Extracted entries:

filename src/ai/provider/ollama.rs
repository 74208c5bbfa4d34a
//! Ollama Local LLM Provider

use async_trait::async_trait;
use serde::{Deserialize, Serialize};
use std::time::{Duration, Instant};
use tracing::{debug, warn};

use super::{
    ErrorCategory, ErrorClassifier, LlmError, LlmProvider, LlmResponse, ProviderConfig,
    ResponseMetadata, ResponseTiming, TokenUsage,
};
use crate::types::{AutodocError, Result};

const PROVIDER_NAME: &str = "ollama";
const DEFAULT_API_BASE: &str = "http://localhost:11434";
const DEFAULT_MODEL: &str = "mistral:latest";

/// Ollama Local LLM Provider
pub struct OllamaProvider {
    api_base: String,
    model: String,
    temperature: f32,
    max_tokens: usize,
    client: reqwest::Client,
}

impl OllamaProvider {
    pub fn new(config: ProviderConfig) -> Result<Self> {
        let api_base = config
            .api_base
            .unwrap_or_else(|| DEFAULT_API_BASE.to_string());

        // Validate endpoint URL for security (SSRF prevention)
        let api_base = Self::validate_endpoint(&api_base)?;

        let model = config.model.unwrap_or_else(|| DEFAULT_MODEL.to_string());

        let client = reqwest::Client::builder()
            .timeout(Duration::from_secs(config.timeout_secs))
            .build()
            .map_err(|e| AutodocError::LlmApi(format!("Failed to create HTTP client: {}", e)))?;

        Ok(Self {
            api_base,
            model,
            temperature: config.temperature,
            max_tokens: config.max_tokens,
            client,
        })
    }

    /// Only http/https endpoints; non-local hosts are allowed but logged.
    fn validate_endpoint(endpoint: &str) -> Result<String> {
        let url = url::Url::parse(endpoint).map_err(|e| {
            AutodocError::Config(format!("Invalid Ollama endpoint URL '{}': {}", endpoint, e))
        })?;

        if !matches!(url.scheme(), "http" | "https") {
            return Err(AutodocError::Config(format!(
                "Ollama endpoint must use http or https scheme, got: {}",
                url.scheme()
            )));
        }

        if let Some(host) = url.host_str()
            && !matches!(host, "localhost" | "127.0.0.1" | "[::1]")
        {
            warn!(
                "Ollama endpoint is not localhost: {}. Ensure this is intentional.",
                host
            );
        }

        let mut result = url.to_string();
        if result.ends_with('/') {
            result.pop();
        }
        Ok(result)
    }

    fn build_request(&self, prompt: &str) -> OllamaRequest {
        OllamaRequest {
            model: self.model.clone(),
            prompt: prompt.to_string(),
            stream: false,
            options: OllamaOptions {
                temperature: self.temperature,
                num_predict: self.max_tokens,
            },
        }
    }
}

#[async_trait]
impl LlmProvider for OllamaProvider {
    async fn generate(&self, prompt: &str) -> Result<LlmResponse> {
        debug!(
            "Generating with Ollama (model: {}, temperature: {})",
            self.model, self.temperature
        );

        let start_time = Instant::now();
        let request = self.build_request(prompt);
        let url = format!("{}/api/generate", self.api_base);

        let response = self
            .client
            .post(&url)
            .json(&request)
            .send()
            .await
            .map_err(|e| {
                if e.is_connect() {
                    LlmError::with_provider(
                        ErrorCategory::Network,
                        format!(
                            "Failed to connect to Ollama at {}. Is Ollama running? Start with: ollama serve",
                            self.api_base
                        ),
                        PROVIDER_NAME,
                    )
                } else {
                    ErrorClassifier::classify_transport(&e, PROVIDER_NAME)
                }
            })?;

        let elapsed = start_time.elapsed();

        if !response.status().is_success() {
            let status = response.status();
            let body = response.text().await.unwrap_or_default();
            return Err(ErrorClassifier::classify_http_status(
                status.as_u16(),
                &format!("Ollama API error ({}): {}", status, body),
                PROVIDER_NAME,
            )
            .into());
        }

        let response_body: OllamaResponse = response
            .json()
            .await
            .map_err(|e| ErrorClassifier::classify_transport(&e, PROVIDER_NAME))?;

        let content = response_body.response.trim().to_string();
        if content.is_empty() {
            return Err(LlmError::with_provider(
                ErrorCategory::ParseError,
                "Ollama returned an empty response",
                PROVIDER_NAME,
            )
            .into());
        }

        let usage = TokenUsage::from_ollama(
            response_body.prompt_eval_count.unwrap_or(0),
            response_body.eval_count.unwrap_or(0),
        );

        Ok(LlmResponse::with_metrics(
            content,
            usage,
            ResponseTiming::from_duration(elapsed),
            ResponseMetadata {
                model: self.model.clone(),
                provider: PROVIDER_NAME.to_string(),
            },
        ))
    }

    fn name(&self) -> &str {
        PROVIDER_NAME
    }

    fn model(&self) -> &str {
        &self.model
    }
}

// Request/Response types

#[derive(Debug, Serialize)]
struct OllamaRequest {
    model: String,
    prompt: String,
    stream: bool,
    options: OllamaOptions,
}

#[derive(Debug, Serialize)]
struct OllamaOptions {
    temperature: f32,
    num_predict: usize,
}

#[derive(Debug, Deserialize)]
struct OllamaResponse {
    response: String,
    #[serde(default)]
    prompt_eval_count: Option<u32>,
    #[serde(default)]
    eval_count: Option<u32>,
}
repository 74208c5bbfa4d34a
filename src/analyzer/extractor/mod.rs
//! Structural Extractor
//!
//! Turns a [`SourceUnit`] into a [`StructuralSummary`] of function, class and
//! language-specific identifier names.
//!
//! ## Strategies
//!
//! - **Exact** ([`PythonExtractor`]): tree-sitter grammar walk, no false positives.
//! - **Approximate** ([`PatternExtractor`]): per-language regex rule tables.
//!   Loose by intent; the output is a hint for the LLM, not ground truth.
//! - **Notebook** ([`NotebookExtractor`]): concatenates code cells, no categories.
//! - **Passthrough** ([`GenericExtractor`]): empty categories, text carried along.
//!
//! Dispatch is a registry keyed by [`Language`]. Adding a language means
//! registering an extractor, not editing a dispatcher.
//!
//! ```rust,ignore
//! let registry = ExtractorRegistry::with_defaults();
//! let unit = SourceUnit::new("a.py", "def foo():\n    pass\n");
//! let summary = registry.summarize(&unit).expect("valid python");
//! assert!(summary.functions.contains("foo"));
//! ```

pub mod notebook;
pub mod patterns;
pub mod python;

pub use notebook::{NotebookExtractor, notebook_code};
pub use patterns::{LanguageRules, PatternExtractor, PatternRule, RULE_TABLES};
pub use python::PythonExtractor;

use std::collections::HashMap;
use std::fmt;
use std::sync::Arc;

use tracing::{debug, warn};

use super::language::Language;
use crate::types::{Categories, Result, SourceUnit, StructuralSummary};

/// How an extractor arrives at its identifier sets
#[derive(Debug, Clone, Copy, PartialEq, Eq)]
pub enum Strategy {
    Exact,
    Approximate,
    Notebook,
    Passthrough,
}

impl fmt::Display for Strategy {
    fn fmt(&self, f: &mut fmt::Formatter<'_>) -> fmt::Result {
        match self {
            Strategy::Exact => write!(f, "exact"),
            Strategy::Approximate => write!(f, "approximate"),
            Strategy::Notebook => write!(f, "notebook"),
            Strategy::Passthrough => write!(f, "passthrough"),
        }
    }
}

pub trait Extractor: Send + Sync {
    /// Summarize one unit. An `Err` means "no summary available".
    fn summarize(&self, unit: &SourceUnit) -> Result<StructuralSummary>;

    fn strategy(&self) -> Strategy;
}

/// Fallback for languages without a registered extractor.
#[derive(Debug, Default, Clone, Copy)]
pub struct GenericExtractor;

impl Extractor for GenericExtractor {
    fn summarize(&self, unit: &SourceUnit) -> Result<StructuralSummary> {
        Ok(StructuralSummary::new(unit, Categories::new()))
    }

    fn strategy(&self) -> Strategy {
        Strategy::Passthrough
    }
}

pub type SharedExtractor = Arc<dyn Extractor>;

/// Language → extractor registry.
pub struct ExtractorRegistry {
    extractors: HashMap<Language, SharedExtractor>,
    fallback: GenericExtractor,
}

impl ExtractorRegistry {
    /// Registry with nothing registered; every language uses the fallback.
    pub fn empty() -> Self {
        Self {
            extractors: HashMap::new(),
            fallback: GenericExtractor,
        }
    }

    /// Registry with the exact Python extractor, the notebook path and one
    /// pattern extractor per rule table.
    ///
    /// A rule table that fails to compile only affects its own language,
    /// which then falls back to the generic extractor.
    pub fn with_defaults() -> Self {
        let mut registry = Self::empty();

        for table in RULE_TABLES {
            match PatternExtractor::new(table) {
                Ok(extractor) => registry.register(table.language, Arc::new(extractor)),
                Err(e) => warn!("Pattern rules for {} disabled: {}", table.language, e),
            }
        }

        match PythonExtractor::new() {
            Ok(extractor) => registry.register(Language::Python, Arc::new(extractor)),
            Err(e) => warn!("Python grammar unavailable: {}", e),
        }

        registry.register(Language::Notebook, Arc::new(NotebookExtractor));
        registry
    }

    /// Register (or replace) the extractor for a language.
    pub fn register(&mut self, language: Language, extractor: SharedExtractor) {
        self.extractors.insert(language, extractor);
    }

    pub fn get(&self, language: Language) -> &dyn Extractor {
        match self.extractors.get(&language) {
            Some(extractor) => extractor.as_ref(),
            None => &self.fallback,
        }
    }

    pub fn strategy_for(&self, language: Language) -> Strategy {
        self.get(language).strategy()
    }

    /// Summarize a unit without ever failing the caller.
    ///
    /// Returns `None` when the extractor reports an error (malformed source,
    /// invalid notebook JSON); the file is then skipped for documentation.
    pub fn summarize(&self, unit: &SourceUnit) -> Option<StructuralSummary> {
        let extractor = self.get(unit.language);
        match extractor.summarize(unit) {
            Ok(summary) => {
                debug!(
                    "{} [{}]: {} functions, {} classes",
                    unit.path,
                    extractor.strategy(),
                    summary.functions.len(),
                    summary.classes.len()
                );
                Some(summary)
            }
            Err(e) => {
                debug!("No summary for {}: {}", unit.path, e);
                None
            }
        }
    }
}

impl Default for ExtractorRegistry {
    fn default() -> Self {
        Self::with_defaults()
    }
}
//! Unified Error Type System
//!
//! Centralized error types for the whole crate.
//!
//! Failures are contained at the smallest unit that can absorb them:
//! - a file that cannot be read or summarized is skipped,
//! - a persona whose LLM call fails receives a placeholder fragment,
//! - a PDF render failure leaves the markdown export intact.
//!
//! Only acquisition failures (bad archive, unreachable repository) surface
//! as run-level errors.
//!
//! LLM failures carry an [`ErrorCategory`] so the retry layer can decide
//! whether another attempt is worthwhile.

use std::time::Duration;
use thiserror::Error;

// =============================================================================
// Error Categories
// =============================================================================

/// LLM error categories used for retry decisions
#[derive(Debug, Clone, Copy, PartialEq, Eq)]
pub enum ErrorCategory {
    /// Rate limited - wait then retry
    RateLimit,
    /// Context/token limit exceeded - retrying the same prompt will not help
    TokenLimit,
    /// Authentication failed - fail fast
    Auth,
    /// Network/connectivity issues - retry with backoff
    Network,
    /// Provider unavailable
    Unavailable,
    /// Invalid request - don't retry
    BadRequest,
    /// Response could not be interpreted
    ParseError,
    /// Temporary server issues - retry
    Transient,
    /// Unknown error
    Unknown,
}

impl std::fmt::Display for ErrorCategory {
    fn fmt(&self, f: &mut std::fmt::Formatter<'_>) -> std::fmt::Result {
        match self {
            Self::RateLimit => write!(f, "RATE_LIMIT"),
            Self::TokenLimit => write!(f, "TOKEN_LIMIT"),
            Self::Auth => write!(f, "AUTH"),
            Self::Network => write!(f, "NETWORK"),
            Self::Unavailable => write!(f, "UNAVAILABLE"),
            Self::BadRequest => write!(f, "BAD_REQUEST"),
            Self::ParseError => write!(f, "PARSE_ERROR"),
            Self::Transient => write!(f, "TRANSIENT"),
            Self::Unknown => write!(f, "UNKNOWN"),
        }
    }
}

impl ErrorCategory {
    /// Check if this category is worth another attempt
    pub fn is_retryable(&self) -> bool {
        matches!(self, Self::RateLimit | Self::Network | Self::Transient)
    }
}

// =============================================================================
// LLM Error
// =============================================================================

/// LLM error with category and provider context
#[derive(Debug, Clone)]
pub struct LlmError {
    pub category: ErrorCategory,
    pub message: String,
    pub provider: Option<String>,
}

impl std::fmt::Display for LlmError {
    fn fmt(&self, f: &mut std::fmt::Formatter<'_>) -> std::fmt::Result {
        if let Some(provider) = &self.provider {
            write!(f, "[{}:{}] {}", provider, self.category, self.message)
        } else {
            write!(f, "[{}] {}", self.category, self.message)
        }
    }
}

impl std::error::Error for LlmError {}

impl LlmError {
    pub fn new(category: ErrorCategory, message: impl Into<String>) -> Self {
        Self {
            category,
            message: message.into(),
            provider: None,
        }
    }

    pub fn with_provider(
        category: ErrorCategory,
        message: impl Into<String>,
        provider: impl Into<String>,
    ) -> Self {
        Self {
            category,
            message: message.into(),
            provider: Some(provider.into()),
        }
    }

    pub fn is_retryable(&self) -> bool {
        self.category.is_retryable()
    }
}

// =============================================================================
// Error Classifier
// =============================================================================

/// Maps raw provider failures onto [`ErrorCategory`]
pub struct ErrorClassifier;

impl ErrorClassifier {
    /// Classify an error message from any provider
    pub fn classify(message: &str, provider: &str) -> LlmError {
        let lower = message.to_lowercase();

        if lower.contains("rate limit")
            || lower.contains("429")
            || lower.contains("too many requests")
            || lower.contains("quota exceeded")
        {
            return LlmError::with_provider(ErrorCategory::RateLimit, message, provider);
        }

        if lower.contains("token")
            && (lower.contains("limit") || lower.contains("exceed") || lower.contains("maximum"))
            || lower.contains("context length")
            || lower.contains("too large")
        {
            return LlmError::with_provider(ErrorCategory::TokenLimit, message, provider);
        }

        if lower.contains("401")
            || lower.contains("403")
            || lower.contains("api key")
            || lower.contains("unauthorized")
        {
            return LlmError::with_provider(ErrorCategory::Auth, message, provider);
        }

        if lower.contains("connection")
            || lower.contains("dns")
            || lower.contains("timed out")
            || lower.contains("timeout")
            || lower.contains("unreachable")
        {
            return LlmError::with_provider(ErrorCategory::Network, message, provider);
        }

        if lower.contains("503")
            || lower.contains("502")
            || lower.contains("service unavailable")
            || lower.contains("overloaded")
        {
            return LlmError::with_provider(ErrorCategory::Transient, message, provider);
        }

        if lower.contains("400") || lower.contains("bad request") {
            return LlmError::with_provider(ErrorCategory::BadRequest, message, provider);
        }

        if lower.contains("parse") || lower.contains("json") || lower.contains("no content") {
            return LlmError::with_provider(ErrorCategory::ParseError, message, provider);
        }

        LlmError::with_provider(ErrorCategory::Unknown, message, provider)
    }

    /// Classify an HTTP status code directly (more accurate than string matching)
    pub fn classify_http_status(status: u16, message: &str, provider: &str) -> LlmError {
        match status {
            429 => LlmError::with_provider(ErrorCategory::RateLimit, message, provider),
            401 | 403 => LlmError::with_provider(ErrorCategory::Auth, message, provider),
            400 | 422 => LlmError::with_provider(ErrorCategory::BadRequest, message, provider),
            500 | 502 | 503 | 504 => {
                LlmError::with_provider(ErrorCategory::Transient, message, provider)
            }
            404 => LlmError::with_provider(ErrorCategory::Unavailable, message, provider),
            _ => LlmError::with_provider(ErrorCategory::Unknown, message, provider),
        }
    }

    /// Classify a transport-level reqwest failure
    pub fn classify_transport(err: &reqwest::Error, provider: &str) -> LlmError {
        if err.is_timeout() || err.is_connect() {
            LlmError::with_provider(ErrorCategory::Network, err.to_string(), provider)
        } else if err.is_decode() {
            LlmError::with_provider(ErrorCategory::ParseError, err.to_string(), provider)
        } else {
            Self::classify(&err.to_string(), provider)
        }
    }
}

// =============================================================================
// Application Error
// =============================================================================

#[derive(Debug, Error)]
pub enum AutodocError {
    // -------------------------------------------------------------------------
    // System Errors (auto From impl)
    // -------------------------------------------------------------------------
    #[error("IO error: {0}")]
    Io(#[from] std::io::Error),

    #[error("JSON error: {0}")]
    Json(#[from] serde_json::Error),

    #[error("Archive error: {0}")]
    Zip(#[from] zip::result::ZipError),

    // -------------------------------------------------------------------------
    // LLM Errors
    // -------------------------------------------------------------------------
    #[error("LLM error: {0}")]
    Llm(LlmError),

    #[error("LLM API error: {0}")]
    LlmApi(String),

    #[error("Timeout after {duration:?}: {operation}")]
    Timeout {
        operation: String,
        duration: Duration,
    },

    // -------------------------------------------------------------------------
    // Domain Errors
    // -------------------------------------------------------------------------
    #[error("Acquisition failed: {0}")]
    Acquisition(String),

    #[error("Parse error in {path}: {message}")]
    Parse { message: String, path: String },

    #[error("Config error: {0}")]
    Config(String),

    #[error("Render error: {0}")]
    Render(String),
}

impl From<LlmError> for AutodocError {
    fn from(err: LlmError) -> Self {
        AutodocError::Llm(err)
    }
}

pub type Result<T> = std::result::Result<T, AutodocError>;

impl AutodocError {
    pub fn timeout(operation: impl Into<String>, duration: Duration) -> Self {
        Self::Timeout {
            operation: operation.into(),
            duration,
        }
    }

    pub fn parse(path: impl Into<String>, message: impl Into<String>) -> Self {
        Self::Parse {
            message: message.into(),
            path: path.into(),
        }
    }

    /// Whether another attempt at the same operation may succeed
    pub fn is_retryable(&self) -> bool {
        match self {
            Self::Llm(e) => e.is_retryable(),
            Self::Timeout { .. } => true,
            _ => false,
        }
    }
}

#[cfg(test)]
mod tests {
    use super::*;

    #[test]
    fn test_error_category_display() {
        assert_eq!(ErrorCategory::RateLimit.to_string(), "RATE_LIMIT");
        assert_eq!(ErrorCategory::TokenLimit.to_string(), "TOKEN_LIMIT");
        assert_eq!(ErrorCategory::Auth.to_string(), "AUTH");
    }

    #[test]
    fn test_error_category_retryable() {
        assert!(ErrorCategory::RateLimit.is_retryable());
        assert!(ErrorCategory::Network.is_retryable());
        assert!(ErrorCategory::Transient.is_retryable());
        assert!(!ErrorCategory::Auth.is_retryable());
        assert!(!ErrorCategory::BadRequest.is_retryable());
        assert!(!ErrorCategory::TokenLimit.is_retryable());
    }

    #[test]
    fn test_classify_rate_limit() {
        let err = ErrorClassifier::classify("Rate limit exceeded, please retry", "openai");
        assert_eq!(err.category, ErrorCategory::RateLimit);
        assert!(err.is_retryable());
    }

    #[test]
    fn test_classify_token_limit() {
        let err = ErrorClassifier::classify("Token limit exceeded: 150000 > 128000", "openai");
        assert_eq!(err.category, ErrorCategory::TokenLimit);
        assert!(!err.is_retryable());
    }

    #[test]
    fn test_classify_auth() {
        let err = ErrorClassifier::classify("Invalid API key provided", "openai");
        assert_eq!(err.category, ErrorCategory::Auth);
    }

    #[test]
    fn test_classify_network() {
        let err = ErrorClassifier::classify("Connection timed out after 30s", "ollama");
        assert_eq!(err.category, ErrorCategory::Network);
    }

    #[test]
    fn test_classify_unknown() {
        let err = ErrorClassifier::classify("Something weird happened", "test");
        assert_eq!(err.category, ErrorCategory::Unknown);
    }

    #[test]
    fn test_classify_http_status() {
        let rate_limit = ErrorClassifier::classify_http_status(429, "Rate limited", "test");
        assert_eq!(rate_limit.category, ErrorCategory::RateLimit);

        let auth = ErrorClassifier::classify_http_status(401, "Unauthorized", "test");
        assert_eq!(auth.category, ErrorCategory::Auth);

        let server_error = ErrorClassifier::classify_http_status(503, "Busy", "test");
        assert_eq!(server_error.category, ErrorCategory::Transient);
    }

    #[test]
    fn test_llm_error_display() {
        let err = LlmError::with_provider(ErrorCategory::RateLimit, "Too many requests", "openai");
        assert_eq!(err.to_string(), "[openai:RATE_LIMIT] Too many requests");

        let err_no_provider = LlmError::new(ErrorCategory::Network, "Connection failed");
        assert_eq!(err_no_provider.to_string(), "[NETWORK] Connection failed");
    }

    #[test]
    fn test_is_retryable() {
        assert!(AutodocError::timeout("llm", Duration::from_secs(1)).is_retryable());
        assert!(AutodocError::from(LlmError::new(ErrorCategory::Transient, "x")).is_retryable());
        assert!(!AutodocError::Config("bad".to_string()).is_retryable());
    }
}
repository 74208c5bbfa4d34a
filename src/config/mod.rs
//! Configuration Management
//!
//! Hierarchical resolution, later layers win:
//! 1. Built-in defaults
//! 2. Global config (~/.config/autodocs/config.toml)
//! 3. Project config (.autodocs/config.toml)
//! 4. Environment variables (AUTODOCS_*)
//! 5. CLI arguments (highest priority)

mod loader;
mod types;

pub use loader::ConfigLoader;
pub use types::*;
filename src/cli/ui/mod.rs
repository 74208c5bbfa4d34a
mod output;

pub use output::Output;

Exercise details:
Looking through the records, copy out every line in which the word "patterns" is found.

Response to the exercise:
pub mod patterns;
pub use patterns::{LanguageRules, PatternExtractor, PatternRule, RULE_TABLES};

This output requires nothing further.